**SUPPLIED DATA:**
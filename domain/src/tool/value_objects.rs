//! Tool call value objects
//!
//! Every handler execution produces a [`ToolCallResult`]. Expected failures
//! (remote API errors, non-zero exits, per-handler timeouts) are carried as
//! `is_error: true` results with diagnostic text, never as panics or raw
//! stack traces. [`CallOutcome`] is what the gateway hands to its caller:
//! either a real result or a "still working" placeholder correlated by task
//! id.

use serde::{Deserialize, Serialize};

/// A single piece of result content.
///
/// The baseline implementation produces text; the enum leaves room for
/// other content kinds without breaking the wire shape.
#[derive(Debug, Clone, PartialEq, Eq, Serialize, Deserialize)]
#[serde(tag = "type", rename_all = "lowercase")]
pub enum ContentItem {
    Text { text: String },
}

impl ContentItem {
    pub fn text(text: impl Into<String>) -> Self {
        ContentItem::Text { text: text.into() }
    }

    /// The textual payload of this item
    pub fn as_text(&self) -> &str {
        match self {
            ContentItem::Text { text } => text,
        }
    }
}

/// Normalized result of a tool execution
#[derive(Debug, Clone, PartialEq, Eq, Serialize, Deserialize)]
pub struct ToolCallResult {
    /// Result content items
    pub content: Vec<ContentItem>,
    /// Whether the execution failed in an expected way
    #[serde(default)]
    pub is_error: bool,
}

impl ToolCallResult {
    /// Create a successful text result
    pub fn text(text: impl Into<String>) -> Self {
        Self {
            content: vec![ContentItem::text(text)],
            is_error: false,
        }
    }

    /// Create an error result carrying a diagnostic message
    pub fn error(message: impl Into<String>) -> Self {
        Self {
            content: vec![ContentItem::text(message)],
            is_error: true,
        }
    }

    /// Merge several results into one: concatenated content, OR-ed error flag
    pub fn merge(results: impl IntoIterator<Item = ToolCallResult>) -> Self {
        let mut content = Vec::new();
        let mut is_error = false;
        for result in results {
            content.extend(result.content);
            is_error |= result.is_error;
        }
        Self { content, is_error }
    }

    /// Concatenated text of all content items
    pub fn combined_text(&self) -> String {
        self.content
            .iter()
            .map(ContentItem::as_text)
            .collect::<Vec<_>>()
            .join("\n")
    }

    /// Text of the first content item, if any
    pub fn first_text(&self) -> Option<&str> {
        self.content.first().map(ContentItem::as_text)
    }
}

/// What a caller receives from the gateway.
///
/// A deadline loss is not an error: the work keeps running and the caller
/// can poll later with the same tool name and arguments.
#[derive(Debug, Clone, PartialEq, Eq, Serialize, Deserialize)]
#[serde(tag = "outcome", rename_all = "lowercase")]
pub enum CallOutcome {
    /// The execution finished within the deadline
    Completed(ToolCallResult),
    /// The deadline won the race; the result will appear in the cache
    Pending { task_id: String, tool_name: String },
}

impl CallOutcome {
    pub fn is_pending(&self) -> bool {
        matches!(self, CallOutcome::Pending { .. })
    }

    /// The real result, if the execution finished in time
    pub fn result(&self) -> Option<&ToolCallResult> {
        match self {
            CallOutcome::Completed(result) => Some(result),
            CallOutcome::Pending { .. } => None,
        }
    }
}
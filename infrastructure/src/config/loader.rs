//! Configuration file loader with multi-source merging

use super::file_config::FileConfig;
use figment::{
    Figment,
    providers::{Format, Serialized, Toml},
};
use std::path::PathBuf;

/// Configuration loader that handles file discovery and merging
pub struct ConfigLoader;

impl ConfigLoader {
    /// Load configuration from all sources with proper priority
    ///
    /// Priority (highest to lowest):
    /// 1. Explicit config path (if provided)
    /// 2. Project root: `./toolgate.toml` or `./.toolgate.toml`
    /// 3. XDG config: `$XDG_CONFIG_HOME/toolgate/config.toml`
    /// 4. Default values
    pub fn load(config_path: Option<&PathBuf>) -> Result<FileConfig, Box<figment::Error>> {
        let mut figment = Figment::new().merge(Serialized::defaults(FileConfig::default()));

        if let Some(global_path) = Self::global_config_path() {
            if global_path.exists() {
                figment = figment.merge(Toml::file(&global_path));
            }
        }

        for filename in &["toolgate.toml", ".toolgate.toml"] {
            let path = PathBuf::from(filename);
            if path.exists() {
                figment = figment.merge(Toml::file(&path));
                break;
            }
        }

        if let Some(path) = config_path {
            figment = figment.merge(Toml::file(path));
        }

        figment.extract().map_err(Box::new)
    }

    /// Load only default configuration
    pub fn load_defaults() -> FileConfig {
        FileConfig::default()
    }

    /// Parse configuration from a TOML string merged over defaults
    pub fn load_str(toml: &str) -> Result<FileConfig, Box<figment::Error>> {
        Figment::new()
            .merge(Serialized::defaults(FileConfig::default()))
            .merge(Toml::string(toml))
            .extract()
            .map_err(Box::new)
    }

    /// Get the global config file path
    pub fn global_config_path() -> Option<PathBuf> {
        dirs::config_dir().map(|d| d.join("toolgate").join("config.toml"))
    }
}

#[cfg(test)]
mod tests {
    use super::*;
    use toolgate_domain::tool::entities::HandlerConfig;

    #[test]
    fn test_load_defaults() {
        let config = ConfigLoader::load_defaults();
        assert!(config.tools.is_empty());
        assert_eq!(config.gateway.call_timeout_secs, 8);
    }

    #[test]
    fn test_load_str_merges_over_defaults() {
        let config = ConfigLoader::load_str(
            r#"
            [gateway]
            call_timeout_secs = 15

            [gateway.platforms.coze]
            token = "pat_test"

            [tools.weather]
            description = "Current weather"
            [tools.weather.handler]
            type = "http"
            url = "https://weather.example.com/v1/now"
            method = "GET"
            retry_count = 2

            [tools.digest]
            description = "Chained digest"
            [tools.digest.handler]
            type = "chain"
            tools = ["weather"]
            mode = "parallel"
            "#,
        )
        .unwrap();

        assert_eq!(config.gateway.call_timeout_secs, 15);
        // Untouched defaults survive the merge
        assert_eq!(config.gateway.sweep_interval_secs, 60);
        assert_eq!(config.gateway.platforms["coze"].token, "pat_test");

        let weather = &config.tools["weather"];
        match &weather.handler {
            HandlerConfig::Http(http) => {
                assert_eq!(http.method.as_deref(), Some("GET"));
                assert_eq!(http.retry_count, 2);
            }
            other => panic!("expected http handler, got {}", other.kind()),
        }
        assert!(matches!(
            config.tools["digest"].handler,
            HandlerConfig::Chain(_)
        ));
        assert!(config.validate().is_empty());
    }

    #[test]
    fn test_load_str_rejects_unknown_handler_type() {
        let result = ConfigLoader::load_str(
            r#"
            [tools.bad]
            [tools.bad.handler]
            type = "carrier-pigeon"
            "#,
        );
        assert!(result.is_err());
    }
}
//! Cache store adapters
//!
//! Two implementations of the application's `CacheStorePort`:
//!
//! | Adapter | Backing | Use |
//! |---------|---------|-----|
//! | [`MemoryCacheStore`] | `tokio::sync::RwLock<HashMap>` | default, tests |
//! | [`JsonFileCacheStore`] | one JSON file behind a mutex | survives restarts |
//!
//! Both serialize mutations internally so the compound port operations
//! (`take_deliverable`, `complete`, `evict`) are atomic per store.

pub mod file;
pub mod memory;

pub use file::JsonFileCacheStore;
pub use memory::MemoryCacheStore;

/// Default TTL for entries a store must synthesize itself (seconds).
///
/// `complete` on a missing key recreates the entry; the store has no call
/// context, so the entry gets this conservative window.
pub(crate) const DEFAULT_SYNTHESIZED_TTL_SECS: i64 = 300;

**BRIEF:**
Where a line in the material contains "MemoryCacheStore", copy that line.

**TASK OUTPUT:**
//! | [`MemoryCacheStore`] | `tokio::sync::RwLock<HashMap>` | default, tests |
pub use memory::MemoryCacheStore;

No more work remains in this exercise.